On Jan. 28, 2013, a subsidiary of Georgia Gulf Corporation merged with
and into Eagle Spinco, with Eagle Spinco surviving the merger. The
combined company formed by uniting Georgia Gulf with PPG’s former
commodity chemicals business is now named Axiall Corporation and is
traded on the New York Stock Exchange under the ticker symbol AXLL.
A total of 68,933,881 shares of PPG common stock were validly tendered
in the exchange offer, including 581,782 shares tendered by odd-lot
shareholders. Odd-lot shareholders were not subject to proration, and
their shares were fully accepted in the offer. All remaining validly
tendered shares of PPG common stock were accepted in the exchange on a
pro rata basis using the final proration factor. Shares of PPG common
stock that were validly tendered but not accepted for exchange will be
returned to tendering shareholders.
Under the terms of the exchange offer, 35,249,104 shares of Eagle Spinco
common stock were available for distribution in exchange for shares of
PPG common stock accepted in the offer. Following the merger, each share
of Eagle Spinco common stock automatically converted into the right to
receive one share of Axiall Corporation common stock. Accordingly, PPG
shareholders who tendered their shares of PPG common stock as part of
this offer received 3.2562 shares of Axiall Corporation common stock for
each share of PPG common stock accepted for exchange. PPG was able to
accept the maximum of 10,825,227 shares of PPG common stock for exchange
in the offer, or approximately 7 percent of its outstanding shares.
Whole shares of Axiall Corporation common stock in uncertificated form
will be received by PPG shareholders whose common stock was accepted in
the exchange. Under the terms of the exchange offer, fractional shares
of Axiall Corporation common stock will not be issued. Rather,
fractional shares will be aggregated and sold with the net cash proceeds
from the sale distributed to the respective tendering shareholders with
fractional interests.
PPG: BRINGING INNOVATION TO THE SURFACE.(TM)
PPG Industries' vision is to continue to be the world’s leading coatings
and specialty products company. Through leadership in innovation,
sustainability and color, PPG helps customers in industrial,
transportation, consumer products, and construction markets and
aftermarkets to enhance more surfaces in more ways than does any other
company. Founded in 1883, PPG has global headquarters in Pittsburgh and
operates in nearly 70 countries around the world. Sales in 2012 were
$15.2 billion. PPG shares are traded on the New York Stock Exchange
(symbol: PPG). For more information, visit www.ppg.com.
Forward-Looking Statements
Statements in this news release relating to matters that are not
historical facts are forward-looking statements within the meaning of
the Private Securities Litigation Reform Act of 1995 reflecting PPG
Industries’ current view with respect to future events or objectives and
financial or operational performance or results.
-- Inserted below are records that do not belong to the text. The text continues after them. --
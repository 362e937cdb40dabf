mod api;
mod catalog;
mod config;
mod directory;
mod error;
mod resolver;
mod services;

use std::path::PathBuf;
use anyhow::{Context, Result};
use clap::Parser;
use tokio_util::sync::CancellationToken;
use crate::config::Config;

/// Read-only node directory over a Consul service catalog
#[derive(Debug, Parser)]
#[command(name = "node-directoryd", version)]
struct Cli {
    /// Path to the JSON (or .toml) configuration file
    #[arg(value_name = "PATH")]
    config: PathBuf,

    /// Listen address, overriding listen_host/listen_port from the config
    #[arg(long, value_name = "HOST:PORT")]
    listen: Option<String>,
}

#[tokio::main]
async fn main() -> Result<()> {
    let cli = Cli::parse();

    // Load config
    let config = Config::load(&cli.config)
        .with_context(|| format!("Failed to load config from {}", cli.config.display()))?;

    // Initialize tracing
    let default_filter = if config.debug {
        "node_directoryd=debug,tower_http=debug"
    } else {
        "node_directoryd=info"
    };
    tracing_subscriber::fmt()
        .with_env_filter(
            tracing_subscriber::EnvFilter::try_from_default_env()
                .unwrap_or_else(|_| tracing_subscriber::EnvFilter::new(default_filter))
        )
        .init();

    tracing::info!("Starting node-directoryd");
    tracing::info!(
        "Loaded config from {} ({} projects, catalog at {})",
        cli.config.display(),
        config.projects.len(),
        config.directory.catalog.base_url()
    );

    // Build one catalog client per scope
    let app_state = api::routes::AppState::from_config(&config)?;
    let app = api::routes::router(app_state);

    // Bind HTTP server
    let listen = cli.listen.unwrap_or_else(|| config.listen_addr());
    let listener = tokio::net::TcpListener::bind(&listen)
        .await
        .with_context(|| format!("Failed to bind to {}", listen))?;

    tracing::info!("API listening on {}", listen);

    // Run server with graceful shutdown
    let cancel = CancellationToken::new();
    let server_cancel = cancel.clone();
    let server_handle = tokio::spawn(async move {
        if let Err(e) = axum::serve(listener, app)
            .with_graceful_shutdown(async move { server_cancel.cancelled().await })
            .await
        {
            tracing::error!("Server error: {}", e);
        }
    });

    // Wait for shutdown signal
    tokio::signal::ctrl_c()
        .await
        .context("Failed to listen for ctrl-c")?;

    tracing::info!("Shutdown signal received");

    cancel.cancel();
    let _ = server_handle.await;

    tracing::info!("Shutdown complete");
    Ok(())
}
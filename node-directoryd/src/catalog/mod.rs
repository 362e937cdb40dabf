pub mod consul;
#[cfg(test)]
pub mod stub;

use async_trait::async_trait;
use indexmap::IndexMap;
use shared::types::CatalogEntry;
use crate::error::Result;

pub use consul::ConsulCatalog;

/// Service name to service tags, in the order the catalog listed them
pub type ServiceTags = IndexMap<String, Vec<String>>;

/// Read-only queries against the service catalog.
///
/// `dc` of `None` lets the catalog answer for its local datacenter.
#[async_trait]
pub trait CatalogClient: Send + Sync {
    async fn datacenters(&self) -> Result<Vec<String>>;

    async fn services(&self, dc: Option<&str>) -> Result<ServiceTags>;

    async fn service_instances(&self, service: &str, dc: Option<&str>) -> Result<Vec<CatalogEntry>>;
}
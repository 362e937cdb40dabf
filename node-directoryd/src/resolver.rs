use crate::catalog::CatalogClient;
use crate::error::Result;

/// Pick the datacenters to scan.
///
/// An explicit datacenter wins, then the configured list, then whatever the
/// catalog reports. Catalog failures propagate as-is.
pub async fn resolve(
    catalog: &dyn CatalogClient,
    explicit: Option<&str>,
    configured: &[String],
) -> Result<Vec<String>> {
    if let Some(dc) = explicit.filter(|dc| !dc.is_empty()) {
        return Ok(vec![dc.to_string()]);
    }
    if !configured.is_empty() {
        return Ok(configured.to_vec());
    }
    catalog.datacenters().await
}

#[cfg(test)]
mod tests {
    use super::*;
    use crate::catalog::stub::{Query, StubCatalog};
    use crate::error::DirectoryError;

    #[tokio::test]
    async fn test_explicit_datacenter_wins() {
        let catalog = StubCatalog::new(&["dc1", "dc2"]);
        let configured = vec!["dc3".to_string()];

        let dcs = resolve(&catalog, Some("dc9"), &configured).await.unwrap();

        assert_eq!(dcs, vec!["dc9"]);
        assert!(catalog.queries().is_empty());
    }

    #[tokio::test]
    async fn test_configured_list_kept_in_order() {
        let catalog = StubCatalog::new(&["dc1", "dc2"]);
        let configured = vec!["dc2".to_string(), "dc3".to_string()];

        let dcs = resolve(&catalog, None, &configured).await.unwrap();

        assert_eq!(dcs, vec!["dc2", "dc3"]);
        assert!(catalog.queries().is_empty());
    }

    #[tokio::test]
    async fn test_falls_back_to_catalog() {
        let catalog = StubCatalog::new(&["dc1", "dc2"]);

        let dcs = resolve(&catalog, None, &[]).await.unwrap();

        assert_eq!(dcs, vec!["dc1", "dc2"]);
        assert_eq!(catalog.queries(), vec![Query::Datacenters]);
    }

    #[tokio::test]
    async fn test_empty_explicit_is_ignored() {
        let catalog = StubCatalog::new(&["dc1", "dc2"]);

        let dcs = resolve(&catalog, Some(""), &[]).await.unwrap();

        assert_eq!(dcs, vec!["dc1", "dc2"]);
    }

    #[tokio::test]
    async fn test_fallback_failure_propagates() {
        let catalog = StubCatalog::new(&["dc1", "dc2"]).datacenters_unavailable();

        let err = resolve(&catalog, None, &[]).await.unwrap_err();

        match err {
            DirectoryError::CatalogProtocol { status, body } => {
                assert_eq!(status, 503);
                assert_eq!(body, "No cluster leader");
            }
            other => panic!("unexpected error: {other:?}"),
        }
        assert_eq!(catalog.queries(), vec![Query::Datacenters]);
    }
}
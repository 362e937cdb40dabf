/// Catalog HTTP API prefix
pub const CATALOG_API_PREFIX: &str = "/v1";

/// Catalog endpoints queried by the directory
pub const CATALOG_DATACENTERS: &str = "/catalog/datacenters";
pub const CATALOG_SERVICES: &str = "/catalog/services";
pub const CATALOG_SERVICE: &str = "/catalog/service";

/// Query parameter keys understood by the catalog
pub const QUERY_DC: &str = "dc";
pub const QUERY_TOKEN: &str = "token";

/// Value of the `status` field in every error envelope
pub const ERROR_STATUS: &str = "error";

/// Legacy environment override for the listen port
pub const LISTEN_PORT_ENV: &str = "RUNDECK_CONSUL_PORT";

/// Keys of a serialized node record
pub const KEY_NODENAME: &str = "nodename";
pub const KEY_HOSTNAME: &str = "hostname";
pub const KEY_DATACENTER: &str = "datacenter";
pub const KEY_TAGS: &str = "tags";
use std::collections::{BTreeMap, BTreeSet};
use std::path::{Path, PathBuf};
use serde::Deserialize;
use serde_json::{Map, Value};
use anyhow::{bail, Context, Result};
use shared::protocol::LISTEN_PORT_ENV;

/// Configuration file as written on disk.
///
/// Catalog connection and directory keys sit at the top level; `projects`
/// holds named scopes with the same keys.
#[derive(Debug, Clone, Deserialize)]
pub struct FileConfig {
    #[serde(default = "default_listen_host")]
    pub listen_host: String,
    #[serde(default)]
    pub listen_port: Option<u16>,
    #[serde(default)]
    pub debug: bool,
    #[serde(flatten)]
    pub scope: ScopeFile,
    #[serde(default)]
    pub projects: BTreeMap<String, ScopeFile>,
}

/// Keys accepted both at the top level and inside a project.
#[derive(Debug, Clone, Default, Deserialize)]
pub struct ScopeFile {
    #[serde(flatten)]
    pub connection: ConnectionFile,
    #[serde(default)]
    pub services: Vec<String>,
    #[serde(default)]
    pub exclude: BTreeSet<String>,
    #[serde(default = "default_append_tags")]
    pub append_tags: bool,
    #[serde(default)]
    pub node_attributes: Map<String, Value>,
    #[serde(default)]
    pub datacenters: Vec<String>,
}

/// Connection keys; anything a project leaves out comes from the top level.
#[derive(Debug, Clone, Default, Deserialize)]
pub struct ConnectionFile {
    pub host: Option<String>,
    pub port: Option<u16>,
    pub token: Option<String>,
    pub scheme: Option<Scheme>,
    pub tls_verify: Option<bool>,
    pub client_cert: Option<PathBuf>,
}

#[derive(Debug, Clone, Copy, Default, PartialEq, Eq, Deserialize)]
#[serde(rename_all = "lowercase")]
pub enum Scheme {
    #[default]
    Http,
    Https,
}

impl Scheme {
    pub fn as_str(&self) -> &'static str {
        match self {
            Scheme::Http => "http",
            Scheme::Https => "https",
        }
    }
}

/// Resolved connection parameters for one catalog endpoint
#[derive(Debug, Clone, PartialEq, Eq)]
pub struct CatalogConnection {
    pub host: String,
    pub port: u16,
    pub token: Option<String>,
    pub scheme: Scheme,
    pub tls_verify: bool,
    /// PEM file holding the client certificate and its private key
    pub client_cert: Option<PathBuf>,
}

impl Default for CatalogConnection {
    fn default() -> Self {
        Self {
            host: default_catalog_host(),
            port: default_catalog_port(),
            token: None,
            scheme: Scheme::default(),
            tls_verify: true,
            client_cert: None,
        }
    }
}

impl CatalogConnection {
    /// Base URL of the catalog HTTP API, without the version prefix
    pub fn base_url(&self) -> String {
        format!("{}://{}:{}", self.scheme.as_str(), self.host, self.port)
    }
}

/// Everything the directory builder and the service lister need for one scope.
#[derive(Debug, Clone, PartialEq)]
pub struct DirectoryConfig {
    pub catalog: CatalogConnection,
    /// Explicit allow-list; empty means every service in the catalog
    pub services: Vec<String>,
    pub exclude: BTreeSet<String>,
    pub append_tags: bool,
    pub node_attributes: Map<String, Value>,
    /// Datacenters to scan; empty means every datacenter the catalog knows
    pub datacenters: Vec<String>,
}

impl Default for DirectoryConfig {
    fn default() -> Self {
        Self {
            catalog: CatalogConnection::default(),
            services: Vec::new(),
            exclude: BTreeSet::new(),
            append_tags: default_append_tags(),
            node_attributes: Map::new(),
            datacenters: Vec::new(),
        }
    }
}

/// Validated process configuration
#[derive(Debug, Clone)]
pub struct Config {
    pub listen_host: String,
    pub listen_port: u16,
    pub debug: bool,
    pub directory: DirectoryConfig,
    pub projects: BTreeMap<String, DirectoryConfig>,
}

fn default_listen_host() -> String {
    "0.0.0.0".to_string()
}

fn default_listen_port() -> u16 {
    8080
}

fn default_catalog_host() -> String {
    "localhost".to_string()
}

fn default_catalog_port() -> u16 {
    8500
}

fn default_append_tags() -> bool {
    true
}

impl Config {
    /// Load configuration from a JSON file, or TOML when the path ends in `.toml`
    pub fn load(path: impl AsRef<Path>) -> Result<Self> {
        let path = path.as_ref();
        let contents = std::fs::read_to_string(path)
            .with_context(|| format!("Failed to read config file: {}", path.display()))?;

        let file: FileConfig = if path.extension().is_some_and(|ext| ext == "toml") {
            toml::from_str(&contents)
                .with_context(|| format!("Failed to parse config file: {}", path.display()))?
        } else {
            serde_json::from_str(&contents)
                .with_context(|| format!("Failed to parse config file: {}", path.display()))?
        };

        let env_port = std::env::var(LISTEN_PORT_ENV).ok();
        Self::resolve(file, env_port.as_deref())
    }

    /// Validate a parsed file and fill in defaults.
    ///
    /// `env_port` is the raw value of the legacy listen port variable; the
    /// file's `listen_port` takes precedence over it.
    pub fn resolve(file: FileConfig, env_port: Option<&str>) -> Result<Self> {
        let listen_port = match (file.listen_port, env_port) {
            (Some(port), _) => port,
            (None, Some(raw)) => raw
                .trim()
                .parse::<u16>()
                .with_context(|| format!("Invalid {} value: {:?}", LISTEN_PORT_ENV, raw))?,
            (None, None) => default_listen_port(),
        };

        let base = resolve_connection(&file.scope.connection, &CatalogConnection::default())
            .context("Invalid catalog connection")?;
        let directory = resolve_scope(file.scope, &base);

        let mut projects = BTreeMap::new();
        for (name, scope) in file.projects {
            if name.trim().is_empty() {
                bail!("Project names must not be empty");
            }
            let catalog = resolve_connection(&scope.connection, &base)
                .with_context(|| format!("Invalid catalog connection for project '{}'", name))?;
            let scope = resolve_scope(scope, &catalog);
            projects.insert(name, scope);
        }

        Ok(Self {
            listen_host: file.listen_host,
            listen_port,
            debug: file.debug,
            directory,
            projects,
        })
    }

    pub fn listen_addr(&self) -> String {
        format!("{}:{}", self.listen_host, self.listen_port)
    }
}

fn resolve_connection(
    file: &ConnectionFile,
    inherited: &CatalogConnection,
) -> Result<CatalogConnection> {
    let connection = CatalogConnection {
        host: file.host.clone().unwrap_or_else(|| inherited.host.clone()),
        port: file.port.unwrap_or(inherited.port),
        token: file.token.clone().or_else(|| inherited.token.clone()),
        scheme: file.scheme.unwrap_or(inherited.scheme),
        tls_verify: file.tls_verify.unwrap_or(inherited.tls_verify),
        client_cert: file.client_cert.clone().or_else(|| inherited.client_cert.clone()),
    };

    if connection.host.trim().is_empty() {
        bail!("host must not be empty");
    }
    if connection.port == 0 {
        bail!("port must be non-zero");
    }
    if connection.client_cert.is_some() && connection.scheme == Scheme::Http {
        bail!("client_cert requires scheme \"https\"");
    }
    Ok(connection)
}

fn resolve_scope(scope: ScopeFile, catalog: &CatalogConnection) -> DirectoryConfig {
    DirectoryConfig {
        catalog: catalog.clone(),
        services: scope.services,
        exclude: scope.exclude,
        append_tags: scope.append_tags,
        node_attributes: scope.node_attributes,
        datacenters: scope.datacenters,
    }
}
These matters involve
risks and uncertainties as discussed in PPG Industries’ periodic reports
on Form 10-K and Form 10-Q, and its current reports on Form 8-K, filed
with the Securities and Exchange Commission (the “SEC”). Accordingly,
many factors could cause actual results to differ materially from the
company’s forward-looking statements. This news release also contains
statements about PPG Industries’ agreement to separate its commodity
chemicals business and merge it with a subsidiary of Axiall Corporation,
to create Axiall Corporation (the “Transaction”) and its offer to
exchange shares of PPG common stock for shares of Eagle Spinco Inc.
common stock (and ultimately shares of Axiall common stock). Many
factors could cause actual results to differ materially from the
company’s forward-looking statements with respect to the Transaction,
including risks relating to any unforeseen liabilities, future capital
expenditures, revenues, expenses, earnings, synergies, economic
performance, indebtedness, financial condition, losses and future
prospects; business and management strategies for the management,
expansion and growth of Axiall Corporation’s operations; Axiall
Corporation’s ability to integrate PPG’s commodity chemicals business
successfully after the closing of the Transaction and to achieve
anticipated synergies; and the risk that disruptions from the
Transaction will harm PPG’s or Axiall Corporation’s business.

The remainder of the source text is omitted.